### EXERCISE DIRECTIONS:
Go through the material below and copy all lines with "refresh".
.....
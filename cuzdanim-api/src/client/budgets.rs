use crate::types::budget::{Budget, CreateBudgetRequest, UpdateBudgetRequest};
use cuzdanim_http::{ApiClient, ApiRequest, Error};
use http::Method;
use std::sync::Arc;

pub struct Service<T>
where
    T: ApiClient + Send + Sync,
{
    api: Arc<T>,
}

impl<T> Service<T>
where
    T: ApiClient + Send + Sync,
{
    pub fn new(api: Arc<T>) -> Self {
        Self { api }
    }
    pub async fn list(&self) -> Result<Vec<Budget>, Error> {
        self.api
            .send_api::<(), (), Vec<Budget>>(&ApiRequest {
                method: Method::GET,
                path: "/budgets".into(),
                parameters: None,
                input: None,
                encoding: None,
            })
            .await?
            .into_data()
    }
    pub async fn get(&self, id: &str) -> Result<Budget, Error> {
        self.api
            .send_api::<(), (), Budget>(&ApiRequest {
                method: Method::GET,
                path: format!("/budgets/{id}"),
                parameters: None,
                input: None,
                encoding: None,
            })
            .await?
            .into_data()
    }
    /// Returns the id of the created budget.
    pub async fn create(&self, input: CreateBudgetRequest) -> Result<String, Error> {
        self.api
            .send_api::<(), _, String>(&ApiRequest {
                method: Method::POST,
                path: "/budgets".into(),
                parameters: None,
                input: Some(input),
                encoding: Some("application/json".into()),
            })
            .await?
            .into_data()
    }
    pub async fn update(&self, id: &str, input: UpdateBudgetRequest) -> Result<String, Error> {
        self.api
            .send_api::<(), _, String>(&ApiRequest {
                method: Method::PUT,
                path: format!("/budgets/{id}"),
                parameters: None,
                input: Some(input),
                encoding: Some("application/json".into()),
            })
            .await?
            .into_data()
    }
    pub async fn delete(&self, id: &str) -> Result<(), Error> {
        self.api
            .send_api::<(), (), String>(&ApiRequest {
                method: Method::DELETE,
                path: format!("/budgets/{id}"),
                parameters: None,
                input: None,
                encoding: None,
            })
            .await?;
        Ok(())
    }
}
pub mod memory;

use std::error::Error;
use std::future::Future;
use std::hash::Hash;

/// An async key-value store with last-write-wins semantics.
#[trait_variant::make(Send)]
pub trait Store<K, V>
where
    K: Eq + Hash,
    V: Clone,
{
    type Error: Error;

    fn get(&self, key: &K) -> impl Future<Output = Result<Option<V>, Self::Error>>;
    fn set(&self, key: K, value: V) -> impl Future<Output = Result<(), Self::Error>>;
    fn del(&self, key: &K) -> impl Future<Output = Result<(), Self::Error>>;
    fn clear(&self) -> impl Future<Output = Result<(), Self::Error>>;
}
use serde::{Deserialize, Serialize};

#[derive(Serialize, Deserialize, Debug, Clone, PartialEq)]
#[serde(rename_all = "camelCase")]
pub struct Report {
    pub summary: ReportSummary,
    #[serde(default)]
    pub category_report: Vec<CategoryReport>,
    #[serde(default)]
    pub monthly_report: Vec<MonthlyReport>,
    pub income_expense_comparison: IncomeExpenseComparison,
}

#[derive(Serialize, Deserialize, Debug, Clone, PartialEq)]
#[serde(rename_all = "camelCase")]
pub struct ReportSummary {
    pub total_income: f64,
    pub total_expense: f64,
    pub net_amount: f64,
    pub currency: String,
}

#[derive(Serialize, Deserialize, Debug, Clone, PartialEq)]
#[serde(rename_all = "camelCase")]
pub struct CategoryReport {
    pub category_id: String,
    pub category_name: String,
    pub category_icon: Option<String>,
    pub category_color: Option<String>,
    pub total_amount: f64,
    pub transaction_count: u32,
    pub percentage: f64,
}

#[derive(Serialize, Deserialize, Debug, Clone, PartialEq)]
#[serde(rename_all = "camelCase")]
pub struct MonthlyReport {
    pub month: String,
    pub year: i32,
    pub month_name: String,
    pub income: f64,
    pub expense: f64,
    pub net: f64,
}

#[derive(Serialize, Deserialize, Debug, Clone, PartialEq)]
#[serde(rename_all = "camelCase")]
pub struct IncomeExpenseComparison {
    pub income: f64,
    pub expense: f64,
}
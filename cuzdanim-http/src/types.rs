use http::header::{HeaderName, HeaderValue, InvalidHeaderValue, AUTHORIZATION, CONTENT_TYPE};
use http::Method;
use serde::{de::DeserializeOwned, Deserialize, Serialize};

/// Path of the token-refresh endpoint.
///
/// Requests to this path are the one place where the stored access token
/// must not be attached: the refresh credential travels in the body.
pub const REFRESH_TOKEN_PATH: &str = "/auth/refresh-token";

pub enum AuthorizationToken {
    Bearer(String),
}

impl TryFrom<AuthorizationToken> for HeaderValue {
    type Error = InvalidHeaderValue;

    fn try_from(token: AuthorizationToken) -> Result<Self, Self::Error> {
        HeaderValue::from_str(&match token {
            AuthorizationToken::Bearer(t) => format!("Bearer {t}"),
        })
    }
}

/// HTTP headers which can be used in API requests.
pub enum Header {
    ContentType,
    Authorization,
}

impl From<Header> for HeaderName {
    fn from(value: Header) -> Self {
        match value {
            Header::ContentType => CONTENT_TYPE,
            Header::Authorization => AUTHORIZATION,
        }
    }
}

/// A request which can be executed with [`ApiClient::send_api()`](crate::ApiClient::send_api).
pub struct ApiRequest<P, I>
where
    I: Serialize,
{
    pub method: Method,
    pub path: String,
    pub parameters: Option<P>,
    pub input: Option<I>,
    pub encoding: Option<String>,
}

/// The envelope every Cüzdanım API endpoint wraps its payload in.
///
/// ```json
/// {"isSuccess": true, "message": "", "data": ..., "errors": []}
/// ```
///
/// `isSuccess: false` is a logical failure even when the HTTP status is 200;
/// [`ApiClient::send_api()`](crate::ApiClient::send_api) never returns such
/// an envelope as `Ok`.
#[derive(Serialize, Deserialize, Debug, Clone, PartialEq, Eq)]
#[serde(rename_all = "camelCase")]
pub struct ApiResponse<T> {
    pub is_success: bool,
    #[serde(default)]
    pub message: String,
    pub data: Option<T>,
    #[serde(default)]
    pub errors: Vec<String>,
}

impl<T> ApiResponse<T>
where
    T: DeserializeOwned,
{
    /// Extract the payload, treating its absence on a successful response
    /// as [`Error::MissingResponseData`](crate::Error::MissingResponseData).
    pub fn into_data(self) -> crate::Result<T> {
        self.data.ok_or(crate::Error::MissingResponseData)
    }
}
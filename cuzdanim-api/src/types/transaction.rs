use super::{Currency, TransactionType};
use chrono::{DateTime, NaiveDate, Utc};
use serde::{Deserialize, Serialize};

#[derive(Serialize, Deserialize, Debug, Clone, PartialEq)]
#[serde(rename_all = "camelCase")]
pub struct Transaction {
    pub id: String,
    pub account_id: String,
    pub account_name: String,
    pub category_id: String,
    pub category_name: String,
    pub r#type: String,
    pub amount: f64,
    pub currency: String,
    pub transaction_date: DateTime<Utc>,
    pub description: Option<String>,
    pub notes: Option<String>,
    pub receipt_url: Option<String>,
    #[serde(default)]
    pub tags: Vec<String>,
    pub is_auto_categorized: bool,
    pub created_at: DateTime<Utc>,
}

#[derive(Serialize, Deserialize, Debug, Clone, PartialEq)]
#[serde(rename_all = "camelCase")]
pub struct CreateTransactionRequest {
    pub account_id: String,
    pub category_id: String,
    pub r#type: TransactionType,
    pub amount: f64,
    pub currency: Currency,
    pub transaction_date: DateTime<Utc>,
    #[serde(skip_serializing_if = "Option::is_none")]
    pub description: Option<String>,
    #[serde(skip_serializing_if = "Option::is_none")]
    pub notes: Option<String>,
    #[serde(skip_serializing_if = "Option::is_none")]
    pub receipt_url: Option<String>,
    #[serde(skip_serializing_if = "Option::is_none")]
    pub tags: Option<Vec<String>>,
}

#[derive(Serialize, Deserialize, Debug, Clone, PartialEq)]
#[serde(rename_all = "camelCase")]
pub struct UpdateTransactionRequest {
    pub category_id: String,
    pub amount: f64,
    pub currency: Currency,
    pub transaction_date: DateTime<Utc>,
    #[serde(skip_serializing_if = "Option::is_none")]
    pub description: Option<String>,
    #[serde(skip_serializing_if = "Option::is_none")]
    pub notes: Option<String>,
}

/// Date-range filter accepted by the transaction list and report endpoints.
#[derive(Serialize, Deserialize, Debug, Clone, Default, PartialEq, Eq)]
#[serde(rename_all = "camelCase")]
pub struct DateRangeParams {
    #[serde(skip_serializing_if = "Option::is_none")]
    pub start_date: Option<NaiveDate>,
    #[serde(skip_serializing_if = "Option::is_none")]
    pub end_date: Option<NaiveDate>,
}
.....
### YOUR RESPONSE:
/// Path of the token-refresh endpoint.
/// must not be attached: the refresh credential travels in the body.
pub const REFRESH_TOKEN_PATH: &str = "/auth/refresh-token";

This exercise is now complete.